Discovered a segfault in IDA when I run this code:
This is crashing because typedefs are actually complex types. Complex types aren't a basic type, instead they're represented by a bytestream following the conditions at https://hex-rays.com//products/ida/support/sdkdoc/group__tf__complex.html#ga86c5e589737e005ba4741423fd2ca5c6.
# try again, but with ordinal backup_tif = ida_typeinf.tinfo_t() backup_tif.get_named_type(idaapi.get_idati(), name, ida_typeinf.BTF_TYPEDEF, True, True) real_type_val = backup_tif.get_realtype() try: real_type = ida_typeinf.tinfo_t(real_type_val) except Exception: continue type_name = str(real_type)
So, here you're creating a BTF_TYPEDEF
, getting its "realtype" in real_type_val
(which is always going to be BT_COMPLEX
), and then constructing a tinfo_t
with the "real type" result. However, it's relevant to note that The byte for each type is actually a combination of TYPE_MODIF_MASK(0xC0)
, TYPE_FLAGS_MASK(0x30)
, and TYPE_BASE_MASK(0x0F)
. So, the issue is that tinfo_t.get_realtype
only returns the TYPE_BASE_MASK
, or the lower 4 bits of the type, and completely excludes the flags and modifier bits. When you construct real_type
from real_type_val
, you're also excluding the rest of the information (the actual reference) that composes backup_tif
.
Rendering real_type
to a string causes IDA to attempt to decode its first byte, sees it's BT_COMPLEX
, and then expects another byte defining what "kind" of complex type it is, and then decoding OOB (pretty sure, anyways). The truth behind tinfo_t
is really exposed via the tinfo_t.serialize()

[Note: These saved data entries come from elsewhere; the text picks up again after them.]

//! Ray against a circle in canvas pixels.

use glam::IVec2;
use log::trace;
use rand_chacha::ChaCha20Rng;

use super::Demo;
use crate::buffer::PixelBuffer;
use crate::circle::{Circle, CircleHit};
use crate::color;
use crate::config::DemoConfig;
use crate::input::{self, InputEvent};
use crate::random::demo_rng;
use crate::ray::Ray2;

/// Radius of the markers drawn at both intersection points.
const MARKER_RADIUS: i32 = 3;
/// Radius of the filled disc at the ray origin.
const ORIGIN_RADIUS: i32 = 5;
/// The ray is drawn this many direction lengths long.
const RAY_DRAW_LENGTH: i64 = 100;

/// The one ray and the one circle of the 2D demo.
#[derive(Debug, Clone, Copy, PartialEq, Eq, Default)]
pub struct CircleScene {
    /// The ray, aimed by the pointer.
    pub ray: Ray2,
    /// The circle it is tested against.
    pub circle: Circle,
}

/// 2D demo: a pointer-aimed ray against one circle, drawn with vector primitives.
pub struct CircleDemo {
    /// Ray and circle, mutated by input between frames.
    pub scene: CircleScene,
    /// Canvas origin in host coordinates, subtracted from pointer positions.
    pub canvas_offset: IVec2,
    width: usize,
    height: usize,
    rng: ChaCha20Rng,
    last_hit: Option<CircleHit>,
}

impl CircleDemo {
    /// Default scene on a `width x height` canvas.
    pub fn new(width: usize, height: usize, rng: ChaCha20Rng) -> Self {
        Self {
            scene: CircleScene::default(),
            canvas_offset: IVec2::ZERO,
            width,
            height,
            rng,
            last_hit: None,
        }
    }

    /// Scene, canvas offset and rng seed from `config`.
    pub fn from_config(config: &DemoConfig) -> Self {
        let c = &config.circle;
        let mut demo = Self::new(config.width, config.height, demo_rng(config.seed));
        demo.scene = CircleScene {
            ray: Ray2::new(c.ray_origin.into(), c.ray_direction.into()),
            circle: Circle::new(c.center.into(), c.radius),
        };
        demo.canvas_offset = c.canvas_offset.into();
        demo
    }

    /// Intersection found by the most recent frame.
    pub fn last_hit(&self) -> Option<CircleHit> {
        self.last_hit
    }
}

impl Demo for CircleDemo {
    fn name(&self) -> &'static str {
        "circle"
    }

    fn size(&self) -> (usize, usize) {
        (self.width, self.height)
    }

    fn handle_input(&mut self, event: InputEvent) {
        let (w, h) = (self.width as i32, self.height as i32);
        match event {
            InputEvent::PointerDown { x, y } => {
                let pointer = input::pointer_to_canvas(self.canvas_offset, x, y);
                input::aim_ray(&mut self.scene.ray, pointer);
            }
            InputEvent::RandomizeCircle => {
                input::randomize_circle(&mut self.scene.circle, &mut self.rng, w, h);
            }
            InputEvent::RandomizeRay => {
                input::randomize_ray(&mut self.scene.ray, &mut self.rng, w, h);
            }
        }
        trace!("{:?} -> {:?}", event, self.scene);
    }

    fn render(&mut self, buffer: &mut PixelBuffer) {
        let CircleScene { ray, circle } = self.scene;
        buffer.fill(color::WHITE);

        let hit = circle.intersect(&ray);
        self.last_hit = hit;

        let outline = if hit.is_some() { color::GREEN } else { color::BLUE };
        buffer.stroke_circle(circle.center, circle.radius, outline);

        // Both roots are marked, including one behind the origin.
        if let Some(CircleHit { t1, t2 }) = hit {
            buffer.stroke_circle(ray.point_at(t1), MARKER_RADIUS, color::PURPLE);
            buffer.stroke_circle(ray.point_at(t2), MARKER_RADIUS, color::PURPLE);
        }

        buffer.fill_circle(ray.origin, ORIGIN_RADIUS, color::RED);
        // i64 so any i32 direction can be extended without overflow
        let origin = ray.origin.as_i64vec2();
        let tip = origin + ray.direction.as_i64vec2() * RAY_DRAW_LENGTH;
        buffer.draw_line(origin, tip, color::RED);
    }

    fn debug_status(&self) -> Option<String> {
        Some(format!("hit={}", self.last_hit.is_some()))
    }
}
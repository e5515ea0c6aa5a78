//! Ray representations for the 2D and 3D demos.
//!
//! A ray is r(t) = origin + t * direction. Neither type requires its direction
//! to be normalized; the solvers normalize a copy when they need to.

use glam::{DVec3, IVec2};

use crate::vector::scale_point;

/// Ray in 3D space defined by origin and direction.
#[derive(Debug, Clone, Copy, PartialEq)]
pub struct Ray {
    /// Starting point of the ray in world coordinates.
    pub origin: DVec3,

    /// Direction vector of the ray. Not required to be normalized.
    pub direction: DVec3,
}

impl Ray {
    /// Create a new ray with origin and direction.
    pub fn new(origin: DVec3, direction: DVec3) -> Self {
        Self { origin, direction }
    }

    /// Compute a point at parameter t along the ray.
    pub fn at(&self, t: f64) -> DVec3 {
        self.origin + t * self.direction
    }

    /// Copy of this ray with a unit-length direction.
    ///
    /// A zero direction produces NaN components.
    pub fn normalized(&self) -> Self {
        Self {
            origin: self.origin,
            direction: self.direction.normalize(),
        }
    }
}

/// Ray in 2D pixel space.
///
/// The direction is whatever the input handler last set (usually
/// `pointer - origin`); its length carries no meaning for the solver.
#[derive(Debug, Clone, Copy, PartialEq, Eq)]
pub struct Ray2 {
    /// Starting point in canvas pixels.
    pub origin: IVec2,
    /// Direction in canvas pixels.
    pub direction: IVec2,
}

impl Ray2 {
    /// Ray from `origin` along `direction`.
    pub fn new(origin: IVec2, direction: IVec2) -> Self {
        Self { origin, direction }
    }

    /// Pixel reached after travelling `t` direction lengths, truncated.
    pub fn point_at(&self, t: f64) -> IVec2 {
        self.origin.saturating_add(scale_point(self.direction, t))
    }
}

impl Default for Ray2 {
    fn default() -> Self {
        Self::new(IVec2::ZERO, IVec2::new(10, 10))
    }
}
use super::anchor::{AnchorOutcome, fragment_of};
use super::surface::{IntersectionEntry, PageSurface, Release, Scheduler, ScrollOptions};

use models::RevealOptions;

use std::cell::{Cell, RefCell};
use std::rc::{Rc, Weak};

use log::{debug, info, trace};

/// Surface plus the attached flag, shared with pending reveal tasks.
struct MountedPage<P> {
    surface: P,
    attached: Cell<bool>,
}

/// A scheduled reveal. `fired` flips once the task has run so the timer can be pruned.
struct PendingReveal<T> {
    _timer: T,
    fired: Rc<Cell<bool>>,
}

/// Drives anchor navigation and scroll reveals for one page view.
///
/// Single-threaded by construction (`Rc`/`Cell`), matching the browser event
/// loop it runs on. Dropping the controller tears it down.
pub struct ScrollController<P: PageSurface, S: Scheduler> {
    page: Rc<MountedPage<P>>,
    scheduler: S,
    options: RevealOptions,
    timers: RefCell<Vec<PendingReveal<S::Timer>>>,
    resources: RefCell<Vec<Box<dyn Release>>>,
}

impl<P: PageSurface, S: Scheduler> ScrollController<P, S> {
    pub fn mount(surface: P, scheduler: S, options: RevealOptions) -> Self {
        info!(
            "Scroll controller mounted (threshold {}, margin '{}', stagger {}ms)",
            options.threshold, options.root_margin, options.stagger_ms
        );

        Self {
            page: Rc::new(MountedPage {
                surface,
                attached: Cell::new(true),
            }),
            scheduler,
            options,
            timers: RefCell::new(Vec::new()),
            resources: RefCell::new(Vec::new()),
        }
    }

    pub fn is_attached(&self) -> bool {
        self.page.attached.get()
    }

    /// Number of reveals scheduled but not yet run.
    pub fn pending_reveals(&self) -> usize {
        self.timers
            .borrow()
            .iter()
            .filter(|pending| !pending.fired.get())
            .count()
    }

    /// Hand a host resource to the controller; it is released on teardown.
    ///
    /// Attaching to a torn-down controller releases the resource immediately.
    pub fn attach<R: Release + 'static>(&self, resource: R) {
        if !self.is_attached() {
            Box::new(resource).release();
            return;
        }
        self.resources.borrow_mut().push(Box::new(resource));
    }

    /// Handle activation of an anchor with the given `href`.
    pub fn on_anchor_click(&self, href: &str) -> AnchorOutcome {
        if !self.is_attached() {
            return AnchorOutcome::Ignored;
        }

        let Some(fragment) = fragment_of(href) else {
            return AnchorOutcome::Ignored;
        };

        let target = if fragment.is_empty() {
            None
        } else {
            self.page.surface.element_by_id(fragment)
        };

        match target {
            Some(element) => {
                self.page
                    .surface
                    .scroll_into_view(&element, ScrollOptions::SMOOTH_TO_TOP);
                debug!("Scrolling to #{fragment}");
                AnchorOutcome::Scrolled
            }
            None => {
                debug!("No element for #{fragment}, navigation suppressed");
                AnchorOutcome::Suppressed
            }
        }
    }

    /// Handle one observation batch.
    ///
    /// Each intersecting entry is revealed after `index * stagger`, where
    /// `index` is its position in the batch. Entries that are already
    /// revealed are skipped. Returns the number of reveals scheduled.
    pub fn on_intersections(&self, batch: &[IntersectionEntry<P::Element>]) -> usize {
        if !self.is_attached() {
            return 0;
        }

        let mut timers = self.timers.borrow_mut();
        timers.retain(|pending| !pending.fired.get());
        let mut scheduled = 0;

        for (rank, entry) in batch.iter().enumerate() {
            if !entry.is_intersecting {
                continue;
            }
            if self
                .page
                .surface
                .has_class(&entry.target, &self.options.revealed_class)
            {
                continue;
            }

            let fired = Rc::new(Cell::new(false));
            let task = reveal_task(
                Rc::downgrade(&self.page),
                entry.target.clone(),
                self.options.revealed_class.clone(),
                Rc::clone(&fired),
            );
            timers.push(PendingReveal {
                _timer: self.scheduler.defer(self.options.delay_for(rank), task),
                fired,
            });
            scheduled += 1;
        }
        drop(timers);

        trace!(
            "Observation batch of {} entries, {scheduled} reveals scheduled, {} pending",
            batch.len(),
            self.pending_reveals()
        );
        scheduled
    }

    /// Stop everything: cancel pending reveals and release attached resources.
    ///
    /// Idempotent. After this returns no reveal fires and no click is intercepted.
    pub fn teardown(&self) {
        if !self.page.attached.replace(false) {
            return;
        }

        let timers = std::mem::take(&mut *self.timers.borrow_mut());
        let cancelled = timers.iter().filter(|pending| !pending.fired.get()).count();
        drop(timers);

        let resources = std::mem::take(&mut *self.resources.borrow_mut());
        let released = resources.len();
        for resource in resources.into_iter().rev() {
            resource.release();
        }

        info!(
            "Scroll controller torn down ({cancelled} pending reveals cancelled, {released} resources released)"
        );
    }
}

impl<P: PageSurface, S: Scheduler> Drop for ScrollController<P, S> {
    fn drop(&mut self) {
        self.teardown();
    }
}

fn reveal_task<P: PageSurface>(
    page: Weak<MountedPage<P>>,
    target: P::Element,
    class: String,
    fired: Rc<Cell<bool>>,
) -> Box<dyn FnOnce()> {
    Box::new(move || {
        fired.set(true);
        let Some(page) = page.upgrade() else {
            return;
        };
        // A target can be scheduled twice if it left and re-entered before its first reveal.
        if page.attached.get() && !page.surface.has_class(&target, &class) {
            page.surface.add_class(&target, &class);
        }
    })
}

method. Typerefs are literally BT_COMPLEX|BTMT_TYPEDEF
, followed by a byte representing whether to use a string or ordinal, then followed by the actual name/ordinal. This is the difference between a "named type" and a "numbered type".
for reference tif.get_next_type_name() almost always is empty.

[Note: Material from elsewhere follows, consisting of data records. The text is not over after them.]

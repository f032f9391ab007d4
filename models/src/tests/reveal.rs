use crate::RevealOptions;

use std::time::Duration;

/// **VALUE**: Verifies the default stagger of 100ms per batch rank.
///
/// **WHY THIS MATTERS**: The cascade timing is the visible behavior of the reveal effect.
///
/// **BUG THIS CATCHES**: Would catch an off-by-one that delays the first entry.
#[test]
fn given_default_options_when_delay_computed_then_rank_times_hundred_ms() {
    let options = RevealOptions::default();

    assert_eq!(options.delay_for(0), Duration::ZERO);
    assert_eq!(options.delay_for(1), Duration::from_millis(100));
    assert_eq!(options.delay_for(5), Duration::from_millis(500));
}

/// **VALUE**: Verifies that partial JSON fills missing fields with defaults.
///
/// **WHY THIS MATTERS**: The browser host reads these options from a JSON block the renderer
/// embeds. Older pages may not carry every field.
///
/// **BUG THIS CATCHES**: Would catch a missing `#[serde(default)]` on a field.
#[test]
fn given_partial_json_when_deserialized_then_defaults_fill_gaps() {
    let options: RevealOptions = serde_json::from_str(r#"{ "stagger_ms": 50 }"#).unwrap();

    assert_eq!(options.stagger_ms, 50);
    assert_eq!(options.threshold, 0.2);
    assert_eq!(options.root_margin, "0px 0px -100px 0px");
    assert_eq!(options.revealed_class, "visible");
}
mod anchor;
mod config;
mod escape;
mod form;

What you actually need to do to get the target of a typeref is to distinguish whether the type is a named or ordinal (numbered) type. Once you have that, then you use get_type_name
or get_ordinal
(respectively) to get the target type. Then use that result to query the type library via get_named_type
or get_numbered_type
(respectively).
In later versions of IDA, you can use replace_ordinal_typerefs
to always convert types to a named type..with the downside being that looking into the typed library by name is slower (algorithmically) than by ordinal. I'm using https://github.com/arizvisa/ida-minsc/blob/persistence-refactor/misc/interface.py#L5428 to always get an ordinal irregardless of the type being numbered or named.
All I'm actually trying to do is grab the name of the base type a typedef is referencing. For instance typedef int my_int should return int.

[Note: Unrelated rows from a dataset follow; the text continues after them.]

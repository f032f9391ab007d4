use crate::markers::REVEALED_CLASS;

use std::time::Duration;

use serde::{Deserialize, Serialize};

/// Fraction of a reveal target that must be visible before it counts as intersecting.
pub const DEFAULT_THRESHOLD: f64 = 0.2;

/// Viewport inset: targets must clear the bottom 100px before they reveal.
pub const DEFAULT_ROOT_MARGIN: &str = "0px 0px -100px 0px";

/// Delay added per rank within an observation batch.
pub const DEFAULT_STAGGER_MS: u64 = 100;

/// Tuning for the scroll-triggered reveal effect.
#[derive(Debug, Clone, PartialEq, Serialize, Deserialize)]
pub struct RevealOptions {
    #[serde(default = "default_threshold")]
    pub threshold: f64,
    #[serde(default = "default_root_margin")]
    pub root_margin: String,
    #[serde(default = "default_stagger_ms")]
    pub stagger_ms: u64,
    #[serde(default = "default_revealed_class")]
    pub revealed_class: String,
}

impl Default for RevealOptions {
    fn default() -> Self {
        Self {
            threshold: default_threshold(),
            root_margin: default_root_margin(),
            stagger_ms: default_stagger_ms(),
            revealed_class: default_revealed_class(),
        }
    }
}

impl RevealOptions {
    /// Delay before the entry at `rank` in a batch is marked revealed.
    pub fn delay_for(&self, rank: usize) -> Duration {
        let rank = u64::try_from(rank).unwrap_or(u64::MAX);
        Duration::from_millis(self.stagger_ms.saturating_mul(rank))
    }
}

fn default_threshold() -> f64 {
    DEFAULT_THRESHOLD
}
fn default_root_margin() -> String {
    DEFAULT_ROOT_MARGIN.to_string()
}
fn default_stagger_ms() -> u64 {
    DEFAULT_STAGGER_MS
}
fn default_revealed_class() -> String {
    REVEALED_CLASS.to_string()
}
//! `log` backend that writes to the browser console.

use log::{Level, LevelFilter, Log, Metadata, Record};
use wasm_bindgen::JsValue;
use web_sys::console;

struct ConsoleLogger;

static LOGGER: ConsoleLogger = ConsoleLogger;

impl Log for ConsoleLogger {
    fn enabled(&self, metadata: &Metadata) -> bool {
        metadata.level() <= log::max_level()
    }

    fn log(&self, record: &Record) {
        if !self.enabled(record.metadata()) {
            return;
        }

        let line = JsValue::from_str(&format!(
            "[{} {}] {}",
            record.level(),
            record.target(),
            record.args()
        ));
        match record.level() {
            Level::Error => console::error_1(&line),
            Level::Warn => console::warn_1(&line),
            Level::Info => console::info_1(&line),
            Level::Debug | Level::Trace => console::debug_1(&line),
        }
    }

    fn flush(&self) {}
}

/// Install the console logger. Later calls keep the first logger.
pub(crate) fn initialize(level: LevelFilter) {
    if log::set_logger(&LOGGER).is_ok() {
        log::set_max_level(level);
    }
}
//! HTML text escaping.

/// Escape text for use in element content and double-quoted attributes.
pub fn escape_html(text: &str) -> String {
    let mut escaped = String::with_capacity(text.len());
    for ch in text.chars() {
        match ch {
            '&' => escaped.push_str("&amp;"),
            '<' => escaped.push_str("&lt;"),
            '>' => escaped.push_str("&gt;"),
            '"' => escaped.push_str("&quot;"),
            '\'' => escaped.push_str("&#39;"),
            _ => escaped.push(ch),
        }
    }
    escaped
}

/// Escape `text` and wrap every occurrence of a phrase in a highlight span.
///
/// Matches never overlap. At equal start positions the longest phrase wins.
pub fn highlight_phrases(text: &str, phrases: &[String], class: &str) -> String {
    let mut output = String::with_capacity(text.len());
    let mut position = 0;

    while position < text.len() {
        let rest = &text[position..];
        let next = phrases
            .iter()
            .filter(|phrase| !phrase.is_empty())
            .filter_map(|phrase| rest.find(phrase.as_str()).map(|start| (start, phrase.len())))
            .min_by(|a, b| a.0.cmp(&b.0).then(b.1.cmp(&a.1)));

        let Some((start, len)) = next else {
            output.push_str(&escape_html(rest));
            break;
        };

        output.push_str(&escape_html(&rest[..start]));
        output.push_str("<span class=\"");
        output.push_str(class);
        output.push_str("\">");
        output.push_str(&escape_html(&rest[start..start + len]));
        output.push_str("</span>");
        position += start + len;
    }

    output
}
//! Binds the rendered contact form to [`ContactForm`].

use models::FormField;
use models::markers::{CONTACT_FIELD_SELECTOR, SUBMIT_BUTTON_ID};
use portfolio_core::form::{ContactForm, Notifier};

use std::cell::RefCell;
use std::rc::Rc;

use gloo::events::EventListener;
use log::{debug, warn};
use wasm_bindgen::{JsCast, JsValue};
use web_sys::{Document, Element, HtmlInputElement, HtmlTextAreaElement, Window};

/// Confirmation notices via `window.alert`.
pub(crate) struct AlertNotifier {
    window: Window,
}

impl Notifier for AlertNotifier {
    fn notify(&self, message: &str) {
        if let Err(e) = self.window.alert_with_message(message) {
            warn!("Failed to show confirmation: {e:?}");
        }
    }
}

/// Wire every named contact input and the submit button.
///
/// Returns the listeners; dropping them unbinds the form.
pub(crate) fn bind(
    document: &Document,
    window: &Window,
    confirmation: &str,
) -> Result<Vec<EventListener>, JsValue> {
    let form = Rc::new(RefCell::new(ContactForm::new(
        AlertNotifier {
            window: window.clone(),
        },
        confirmation,
    )));

    let inputs = named_inputs(document)?;
    let mut listeners = Vec::with_capacity(inputs.len() + 1);

    for (field, input) in &inputs {
        let form = Rc::clone(&form);
        let field = *field;
        let source = input.clone();
        listeners.push(EventListener::new(input, "input", move |_| {
            form.borrow_mut().update(field, value_of(&source));
        }));
    }

    let Some(button) = document.get_element_by_id(SUBMIT_BUTTON_ID) else {
        warn!("No #{SUBMIT_BUTTON_ID} button, contact form left unbound");
        return Ok(listeners);
    };

    listeners.push(EventListener::new(&button, "click", move |_| {
        let mut form = form.borrow_mut();
        form.submit();
        for (field, input) in &inputs {
            set_value(input, form.state().get(*field));
        }
    }));

    debug!("Contact form bound ({} fields)", listeners.len() - 1);
    Ok(listeners)
}

fn named_inputs(document: &Document) -> Result<Vec<(FormField, Element)>, JsValue> {
    let nodes = document.query_selector_all(CONTACT_FIELD_SELECTOR)?;
    let mut inputs = Vec::with_capacity(nodes.length() as usize);

    for index in 0..nodes.length() {
        let Some(element) = nodes.item(index).and_then(|n| n.dyn_into::<Element>().ok()) else {
            continue;
        };
        let name = element.get_attribute("name").unwrap_or_default();
        match name.parse::<FormField>() {
            Ok(field) => inputs.push((field, element)),
            Err(e) => warn!("Skipping contact input: {e}"),
        }
    }

    Ok(inputs)
}

fn value_of(element: &Element) -> String {
    if let Some(input) = element.dyn_ref::<HtmlInputElement>() {
        input.value()
    } else if let Some(area) = element.dyn_ref::<HtmlTextAreaElement>() {
        area.value()
    } else {
        String::new()
    }
}

fn set_value(element: &Element, value: &str) {
    if let Some(input) = element.dyn_ref::<HtmlInputElement>() {
        input.set_value(value);
    } else if let Some(area) = element.dyn_ref::<HtmlTextAreaElement>() {
        area.set_value(value);
    }
}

Since your example is always using get_numbered_type
, you can assume that you'll always be dealing with a numbered type and you'll only need to use tinfo_t.get_ordinal
or tinfo_t.get_final_ordinal
to figure out what type to look up next in the type library (https://github.com/arizvisa/ida-minsc/blob/persistence-refactor/misc/interface.py#L6185).
# try again, but with ordinal backup_tif = ida_typeinf.tinfo_t() backup_tif.get_named_type(idaapi.get_idati(), name, ida_typeinf.BTF_TYPEDEF,
Also, it's worth checking the result of get_numbered_type
and get_named_type
. They return booleans that tell you whether they've successfully modified the tinfo_t
you give it. If you have a tinfo_t
that you're unsure of (when serializing/deserializing them) I've been using tinfo_t.get_size
as a smoke-test to ensure that the type isn't damaged (tinfo_t.get_size() != BADSIZE
). Maybe there's a proper way to do this, but this way doesn't seem to crash for me.
What you actually need to do to get the target of a typeref is to distinguish whether the type is a named or ordinal
That was actually why I was trying to use just the normal type construction of IDA with the info_t, but yeah that segfaults. Is there another way, given a tinfo_t
, to find out if it is an ordinal type?
What you actually need to do to get the target of a typeref is to distinguish whether the type is a named or ordinal
That was actually why I was trying to use just the normal type construction of IDA with the info_t, but yeah that segfaults. Is there another way, given a
tinfo_t
, to find out if it is an ordinal type?
Maybe you can check if tinfo_t.get_ordinal
returns > 0, and then confirm that it's within bounds of get_ordinal_qty
?
Maybe you can check if tinfo_t.get_ordinal
That gives the original of the typedef type, but not the type it points too. I haven't yet found a way to get a reference to the base type without get_realtype
Ah, my bad.
Python>db.types.add('fuck', 'typedef int fuck')
fuck
# listing to make sure it was actually added.
Python>db.types.list(index=range(idaapi.get_ordinal_qty(None)-0x5, 0x100))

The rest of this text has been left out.